Wrapper of xgboost.spark.SparkXGBRegressor that adds an extract_local_model method to get a local version of the trained model and broadcast it to the workers.


source

SparkXGBForecast

 SparkXGBForecast (**kwargs)

*SparkXGBRegressor is a PySpark ML estimator. It implements the XGBoost regression algorithm based on XGBoost python library, and it can be used in PySpark Pipeline and PySpark ML meta algorithms like :py:class:~pyspark.ml.tuning.CrossValidator/ :py:class:~pyspark.ml.tuning.TrainValidationSplit/ :py:class:~pyspark.ml.classification.OneVsRest

SparkXGBRegressor automatically supports most of the parameters in xgboost.XGBRegressor constructor and most of the parameters used in :py:class:xgboost.XGBRegressor fit and predict method.

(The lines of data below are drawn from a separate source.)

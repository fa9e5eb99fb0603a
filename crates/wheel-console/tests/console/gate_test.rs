use maplit::hashset;
use mockall::{predicate::eq, Sequence};
use std::{collections::HashSet, sync::Arc};
use wheel_console::{ActivationPolicy, ApiError, ConsoleError, SubmissionGate};
use wheel_core::{FieldKey, SubmissionStatus, SubmitRejection, WheelEditor, GENERIC_FAILURE};

use crate::helpers::{
    created_from, diwali_editor, diwali_payload, setup_static_logger, wheel,
    MockSpinWheelBackend,
};

fn gate(backend: MockSpinWheelBackend, policy: ActivationPolicy) -> SubmissionGate {
    SubmissionGate::new(Arc::new(backend), policy)
}

#[tokio::test]
async fn test_invalid_submission_never_reaches_backend() {
    setup_static_logger();
    // no expectations: any backend call panics
    let gate = gate(MockSpinWheelBackend::new(), ActivationPolicy::Abort);
    let mut editor = WheelEditor::new();

    let result = gate.submit(&mut editor).await;

    assert!(matches!(
        result,
        Err(ConsoleError::Rejected(SubmitRejection::Invalid(_)))
    ));
    assert_eq!(editor.status(), &SubmissionStatus::Invalid);
    assert!(editor.errors().contains(&FieldKey::WheelName));
}

#[tokio::test]
async fn test_diwali_wheel_is_created_exactly_once() {
    setup_static_logger();
    let expected = diwali_payload();
    let mut backend = MockSpinWheelBackend::new();
    backend
        .expect_list_wheels()
        .times(1)
        .returning(|| Ok(vec![]));
    backend
        .expect_create_wheel()
        .withf(move |payload| *payload == expected)
        .times(1)
        .returning(|payload| Ok(Some(created_from("64f0c0ffee0000000000d1a1", &payload))));

    let gate = gate(backend, ActivationPolicy::Abort);
    let mut editor = diwali_editor();
    let created = gate
        .submit(&mut editor)
        .await
        .expect("diwali wheel should be created");

    let created = created.expect("backend returned the wheel");
    assert_eq!(created.name, "Diwali");
    assert_eq!(created.sections.len(), 2);
    assert_eq!(editor.status(), &SubmissionStatus::Succeeded);
}

#[tokio::test]
async fn test_inactive_wheel_skips_exclusive_activation() {
    setup_static_logger();
    let mut expected = diwali_payload();
    expected.is_active = false;
    let mut backend = MockSpinWheelBackend::new();
    backend
        .expect_create_wheel()
        .with(eq(expected))
        .times(1)
        .returning(|_| Ok(None));

    let gate = gate(backend, ActivationPolicy::Abort);
    let mut editor = diwali_editor();
    editor.set_active(false);

    let created = gate.submit(&mut editor).await.expect("created");
    assert!(created.is_none());
    assert_eq!(editor.status(), &SubmissionStatus::Succeeded);
}

#[tokio::test]
async fn test_previous_wheel_deactivated_before_target_activated() {
    setup_static_logger();
    let a = wheel("wheel-a", "Summer", true);
    let b = wheel("wheel-b", "Winter", false);
    let listed = vec![a.clone(), b.clone()];

    let mut seq = Sequence::new();
    let mut backend = MockSpinWheelBackend::new();
    backend
        .expect_list_wheels()
        .times(1)
        .in_sequence(&mut seq)
        .returning(move || Ok(listed.clone()));
    backend
        .expect_update_wheel()
        .withf(|id, update| id == "wheel-a" && update.is_active == Some(false))
        .times(1)
        .in_sequence(&mut seq)
        .returning(|_, _| Ok(None));
    backend
        .expect_update_wheel()
        .withf(|id, update| id == "wheel-b" && update.is_active == Some(true))
        .times(1)
        .in_sequence(&mut seq)
        .returning(|_, _| Ok(None));

    let gate = gate(backend, ActivationPolicy::Abort);
    let mut editor = WheelEditor::from_wheel(&b);
    editor.set_active(true);

    gate.submit(&mut editor).await.expect("activation succeeds");
    assert_eq!(editor.status(), &SubmissionStatus::Succeeded);
}

#[tokio::test]
async fn test_abort_policy_stops_when_deactivation_fails() {
    setup_static_logger();
    let a = wheel("wheel-a", "Summer", true);
    let b = wheel("wheel-b", "Winter", false);
    let listed = vec![a, b.clone()];

    let mut backend = MockSpinWheelBackend::new();
    backend
        .expect_list_wheels()
        .returning(move || Ok(listed.clone()));
    // only wheel-a may be updated, touching wheel-b would panic
    backend
        .expect_update_wheel()
        .withf(|id, _| id == "wheel-a")
        .times(1)
        .returning(|_, _| Err(ApiError::Rejected(String::from("Wheel is locked"))));

    let gate = gate(backend, ActivationPolicy::Abort);
    let mut editor = WheelEditor::from_wheel(&b);
    editor.set_active(true);

    let result = gate.submit(&mut editor).await;

    match result {
        Err(ConsoleError::Deactivation { name, .. }) => assert_eq!(name, "Summer"),
        other => panic!("expected deactivation failure, got {:?}", other),
    }
    match editor.status() {
        SubmissionStatus::Failed(message) => assert!(message.contains("Wheel is locked")),
        other => panic!("expected failed status, got {:?}", other),
    }
    assert_eq!(editor.draft().name, "Winter");
    assert!(editor.draft().is_active);
}

#[tokio::test]
async fn test_best_effort_deactivates_remaining_wheels() {
    setup_static_logger();
    let listed = vec![
        wheel("wheel-a", "Summer", true),
        wheel("wheel-c", "Monsoon", true),
        wheel("wheel-b", "Winter", false),
    ];

    let mut backend = MockSpinWheelBackend::new();
    backend
        .expect_list_wheels()
        .returning(move || Ok(listed.clone()));
    backend
        .expect_update_wheel()
        .withf(|id, _| id == "wheel-a")
        .times(1)
        .returning(|_, _| Err(ApiError::Rejected(String::from("Wheel is locked"))));
    backend
        .expect_update_wheel()
        .withf(|id, update| id == "wheel-c" && update.is_active == Some(false))
        .times(1)
        .returning(|_, _| Ok(None));
    backend
        .expect_update_wheel()
        .withf(|id, _| id == "wheel-b")
        .never();

    let gate = gate(backend, ActivationPolicy::BestEffort);
    let deactivated: HashSet<String> = gate
        .activate_exclusively(Some("wheel-b"))
        .await
        .expect("best effort never fails")
        .into_iter()
        .collect();
    assert_eq!(deactivated, hashset! { String::from("wheel-c") });
}

#[tokio::test]
async fn test_best_effort_submission_still_writes_target() {
    setup_static_logger();
    let b = wheel("wheel-b", "Winter", false);
    let listed = vec![wheel("wheel-a", "Summer", true), b.clone()];

    let mut backend = MockSpinWheelBackend::new();
    backend
        .expect_list_wheels()
        .times(1)
        .returning(move || Ok(listed.clone()));
    backend
        .expect_update_wheel()
        .withf(|id, _| id == "wheel-a")
        .times(1)
        .returning(|_, _| Err(ApiError::Rejected(String::from("Wheel is locked"))));
    backend
        .expect_update_wheel()
        .withf(|id, update| id == "wheel-b" && update.is_active == Some(true))
        .times(1)
        .returning(|_, _| Ok(None));

    let gate = gate(backend, ActivationPolicy::BestEffort);
    let mut editor = WheelEditor::from_wheel(&b);
    editor.set_active(true);

    gate.submit(&mut editor).await.expect("target still written");
    assert_eq!(editor.status(), &SubmissionStatus::Succeeded);
}

#[tokio::test]
async fn test_failed_create_keeps_draft_with_generic_message() {
    setup_static_logger();
    let mut backend = MockSpinWheelBackend::new();
    backend.expect_list_wheels().returning(|| Ok(vec![]));
    backend
        .expect_create_wheel()
        .times(1)
        .returning(|_| Err(ApiError::Rejected(String::new())));

    let gate = gate(backend, ActivationPolicy::Abort);
    let mut editor = diwali_editor();
    let before = editor.draft().clone();

    assert!(gate.submit(&mut editor).await.is_err());
    assert_eq!(
        editor.status(),
        &SubmissionStatus::Failed(GENERIC_FAILURE.to_string())
    );
    assert_eq!(editor.draft(), &before);
    assert!(!editor.is_pending());
}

SparkXGBRegressor doesn’t support setting gpu_id but support another param use_gpu, see doc below for more details.

SparkXGBRegressor doesn’t support setting base_margin explicitly as well, but support another param called base_margin_col. see doc below for more details.

SparkXGBRegressor doesn’t support validate_features and output_margin param.

SparkXGBRegressor doesn’t support setting nthread xgboost param, instead, the nthread param for each xgboost worker will be set equal to spark.task.cpus config value.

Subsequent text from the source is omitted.